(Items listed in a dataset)

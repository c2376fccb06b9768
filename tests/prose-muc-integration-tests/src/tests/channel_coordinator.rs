// prose-core-client/prose-muc
//
// Copyright: 2023, Marc Bauer <mb@nesium.com>
// License: Mozilla Public License v2.0 (MPL v2.0)

use std::sync::Arc;

use anyhow::Result;
use pretty_assertions::assert_eq;
use tokio::runtime::Handle;
use tokio::sync::oneshot;
use tokio_util::sync::CancellationToken;

use prose_muc::app::event_handlers::{RoomEvent, RoomServerEventType};
use prose_muc::domain::rooms::models::{Room, RoomAffiliation, RoomError, RoomRole};
use prose_muc::domain::rooms::services::mocks::{
    MockRoomManagementService, MockRoomOperationBackend,
};
use prose_muc::domain::rooms::services::RoomOperationHandle;
use prose_muc::domain::shared::models::Nickname;
use prose_muc::test::{mock_data, EventRecorder};
use prose_muc::{
    AppContext, AppDependencies, ChannelCoordinator, Coordinator, RoomEventBus, RoomOpState,
    RoomSession, TaskRoomOperationBackend,
};

use super::occupant;

/// Resolves once every task submitted to `coordinator` before has run.
async fn drain(coordinator: &dyn Coordinator) {
    let (tx, rx) = oneshot::channel();
    coordinator.run(Box::new(move || {
        _ = tx.send(());
    }));
    _ = rx.await;
}

#[tokio::test]
async fn test_kick_through_task_backend_and_coordinator_loop() -> Result<()> {
    let mut service = MockRoomManagementService::new();
    service
        .expect_set_role()
        .once()
        .return_once(|_, _, _, _| Box::pin(async { Ok(()) }));

    let (coordinator, coordinator_loop) = ChannelCoordinator::new();
    let cancel_token = CancellationToken::new();
    let loop_handle = coordinator_loop.spawn(cancel_token.clone());

    let coordinator = Arc::new(coordinator);
    let deps = AppDependencies {
        ctx: Arc::new(AppContext::default()),
        runtime: Handle::current(),
        coordinator: coordinator.clone(),
        room_operation_backend: Arc::new(TaskRoomOperationBackend::new(
            Arc::new(service),
            Handle::current(),
        )),
    };

    let bus = RoomEventBus::new(mock_data::room_id());
    let room = Room::new(mock_data::room_id(), bus.clone());
    let session = RoomSession::new(&deps, room);

    // Server events are applied on the coordinator as well.
    session.handle_server_event(RoomServerEventType::SelfPresence {
        occupant: occupant("jane", RoomAffiliation::Owner, RoomRole::Moderator),
    });
    session.handle_server_event(RoomServerEventType::OccupantPresence {
        occupant: occupant("bob", RoomAffiliation::None, RoomRole::Participant),
    });
    drain(coordinator.as_ref()).await;
    assert_eq!(session.room().occupants_count(), 2);

    let recorder = EventRecorder::attach(&bus);

    let state = session
        .kick_occupant(&Nickname::from("bob"), Some("Spam".to_string()))?
        .wait()
        .await;
    assert_eq!(state, RoomOpState::Succeeded);

    drain(coordinator.as_ref()).await;

    assert_eq!(session.room().occupant(&Nickname::from("bob")), None);
    assert_eq!(
        recorder.events(),
        vec![RoomEvent::OccupantLeft {
            occupant: occupant("bob", RoomAffiliation::None, RoomRole::Participant)
        }]
    );

    cancel_token.cancel();
    loop_handle.await?;

    Ok(())
}

#[tokio::test]
async fn test_operation_key_is_held_until_coordinator_applied_result() -> Result<()> {
    let mut backend = MockRoomOperationBackend::new();
    backend
        .expect_start_operation()
        .times(2)
        .returning(|_, _| RoomOperationHandle::resolved(Ok(())));

    let (coordinator, coordinator_loop) = ChannelCoordinator::new();
    let coordinator = Arc::new(coordinator);
    let deps = AppDependencies {
        ctx: Arc::new(AppContext::default()),
        runtime: Handle::current(),
        coordinator: coordinator.clone(),
        room_operation_backend: Arc::new(backend),
    };

    let bus = RoomEventBus::new(mock_data::room_id());
    let room = Room::new(mock_data::room_id(), bus);
    room.add_self_occupant(occupant("jane", RoomAffiliation::Owner, RoomRole::Moderator));
    room.insert_occupant(occupant("bob", RoomAffiliation::None, RoomRole::Participant));
    let session = RoomSession::new(&deps, room);

    let bob = Nickname::from("bob");
    let operation = session.update_occupant_role(&bob, RoomRole::Visitor, None)?;
    let cancel_handle = operation.cancel_handle();

    while cancel_handle.state() != RoomOpState::Succeeded {
        tokio::task::yield_now().await;
    }

    // The backend reported success but the coordinator hasn't run yet.
    assert_eq!(
        session.room().occupant(&bob).map(|o| o.role),
        Some(RoomRole::Participant)
    );
    assert_eq!(session.active_operations_count(), 1);
    assert!(matches!(
        session.update_occupant_role(&bob, RoomRole::Visitor, None),
        Err(RoomError::OperationInProgress { .. })
    ));

    let cancel_token = CancellationToken::new();
    let loop_handle = coordinator_loop.spawn(cancel_token.clone());

    assert_eq!(operation.wait().await, RoomOpState::Succeeded);
    assert_eq!(
        session.room().occupant(&bob).map(|o| o.role),
        Some(RoomRole::Visitor)
    );
    assert_eq!(session.active_operations_count(), 0);

    // Retrying is possible now.
    let retry = session.update_occupant_role(&bob, RoomRole::Participant, None)?;
    assert_eq!(retry.wait().await, RoomOpState::Succeeded);

    cancel_token.cancel();
    loop_handle.await?;

    Ok(())
}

[Description of the task] With the records above in view, retype each one exactly.

[Task solution]
repository c2376fccb06b9768
filename tests/prose-muc-integration-tests/src/tests/channel_coordinator.rs
// prose-core-client/prose-muc
//
// Copyright: 2023, Marc Bauer <mb@nesium.com>
// License: Mozilla Public License v2.0 (MPL v2.0)

use std::sync::Arc;

use anyhow::Result;
use pretty_assertions::assert_eq;
use tokio::runtime::Handle;
use tokio::sync::oneshot;
use tokio_util::sync::CancellationToken;

use prose_muc::app::event_handlers::{RoomEvent, RoomServerEventType};
use prose_muc::domain::rooms::models::{Room, RoomAffiliation, RoomError, RoomRole};
use prose_muc::domain::rooms::services::mocks::{
    MockRoomManagementService, MockRoomOperationBackend,
};
use prose_muc::domain::rooms::services::RoomOperationHandle;
use prose_muc::domain::shared::models::Nickname;
use prose_muc::test::{mock_data, EventRecorder};
use prose_muc::{
    AppContext, AppDependencies, ChannelCoordinator, Coordinator, RoomEventBus, RoomOpState,
    RoomSession, TaskRoomOperationBackend,
};

use super::occupant;

/// Resolves once every task submitted to `coordinator` before has run.
async fn drain(coordinator: &dyn Coordinator) {
    let (tx, rx) = oneshot::channel();
    coordinator.run(Box::new(move || {
        _ = tx.send(());
    }));
    _ = rx.await;
}

#[tokio::test]
async fn test_kick_through_task_backend_and_coordinator_loop() -> Result<()> {
    let mut service = MockRoomManagementService::new();
    service
        .expect_set_role()
        .once()
        .return_once(|_, _, _, _| Box::pin(async { Ok(()) }));

    let (coordinator, coordinator_loop) = ChannelCoordinator::new();
    let cancel_token = CancellationToken::new();
    let loop_handle = coordinator_loop.spawn(cancel_token.clone());

    let coordinator = Arc::new(coordinator);
    let deps = AppDependencies {
        ctx: Arc::new(AppContext::default()),
        runtime: Handle::current(),
        coordinator: coordinator.clone(),
        room_operation_backend: Arc::new(TaskRoomOperationBackend::new(
            Arc::new(service),
            Handle::current(),
        )),
    };

    let bus = RoomEventBus::new(mock_data::room_id());
    let room = Room::new(mock_data::room_id(), bus.clone());
    let session = RoomSession::new(&deps, room);

    // Server events are applied on the coordinator as well.
    session.handle_server_event(RoomServerEventType::SelfPresence {
        occupant: occupant("jane", RoomAffiliation::Owner, RoomRole::Moderator),
    });
    session.handle_server_event(RoomServerEventType::OccupantPresence {
        occupant: occupant("bob", RoomAffiliation::None, RoomRole::Participant),
    });
    drain(coordinator.as_ref()).await;
    assert_eq!(session.room().occupants_count(), 2);

    let recorder = EventRecorder::attach(&bus);

    let state = session
        .kick_occupant(&Nickname::from("bob"), Some("Spam".to_string()))?
        .wait()
        .await;
    assert_eq!(state, RoomOpState::Succeeded);

    drain(coordinator.as_ref()).await;

    assert_eq!(session.room().occupant(&Nickname::from("bob")), None);
    assert_eq!(
        recorder.events(),
        vec![RoomEvent::OccupantLeft {
            occupant: occupant("bob", RoomAffiliation::None, RoomRole::Participant)
        }]
    );

    cancel_token.cancel();
    loop_handle.await?;

    Ok(())
}

#[tokio::test]
async fn test_operation_key_is_held_until_coordinator_applied_result() -> Result<()> {
    let mut backend = MockRoomOperationBackend::new();
    backend
        .expect_start_operation()
        .times(2)
        .returning(|_, _| RoomOperationHandle::resolved(Ok(())));

    let (coordinator, coordinator_loop) = ChannelCoordinator::new();
    let coordinator = Arc::new(coordinator);
    let deps = AppDependencies {
        ctx: Arc::new(AppContext::default()),
        runtime: Handle::current(),
        coordinator: coordinator.clone(),
        room_operation_backend: Arc::new(backend),
    };

    let bus = RoomEventBus::new(mock_data::room_id());
    let room = Room::new(mock_data::room_id(), bus);
    room.add_self_occupant(occupant("jane", RoomAffiliation::Owner, RoomRole::Moderator));
    room.insert_occupant(occupant("bob", RoomAffiliation::None, RoomRole::Participant));
    let session = RoomSession::new(&deps, room);

    let bob = Nickname::from("bob");
    let operation = session.update_occupant_role(&bob, RoomRole::Visitor, None)?;
    let cancel_handle = operation.cancel_handle();

    while cancel_handle.state() != RoomOpState::Succeeded {
        tokio::task::yield_now().await;
    }

    // The backend reported success but the coordinator hasn't run yet.
    assert_eq!(
        session.room().occupant(&bob).map(|o| o.role),
        Some(RoomRole::Participant)
    );
    assert_eq!(session.active_operations_count(), 1);
    assert!(matches!(
        session.update_occupant_role(&bob, RoomRole::Visitor, None),
        Err(RoomError::OperationInProgress { .. })
    ));

    let cancel_token = CancellationToken::new();
    let loop_handle = coordinator_loop.spawn(cancel_token.clone());

    assert_eq!(operation.wait().await, RoomOpState::Succeeded);
    assert_eq!(
        session.room().occupant(&bob).map(|o| o.role),
        Some(RoomRole::Visitor)
    );
    assert_eq!(session.active_operations_count(), 0);

    // Retrying is possible now.
    let retry = session.update_occupant_role(&bob, RoomRole::Participant, None)?;
    assert_eq!(retry.wait().await, RoomOpState::Succeeded);

    cancel_token.cancel();
    loop_handle.await?;

    Ok(())
}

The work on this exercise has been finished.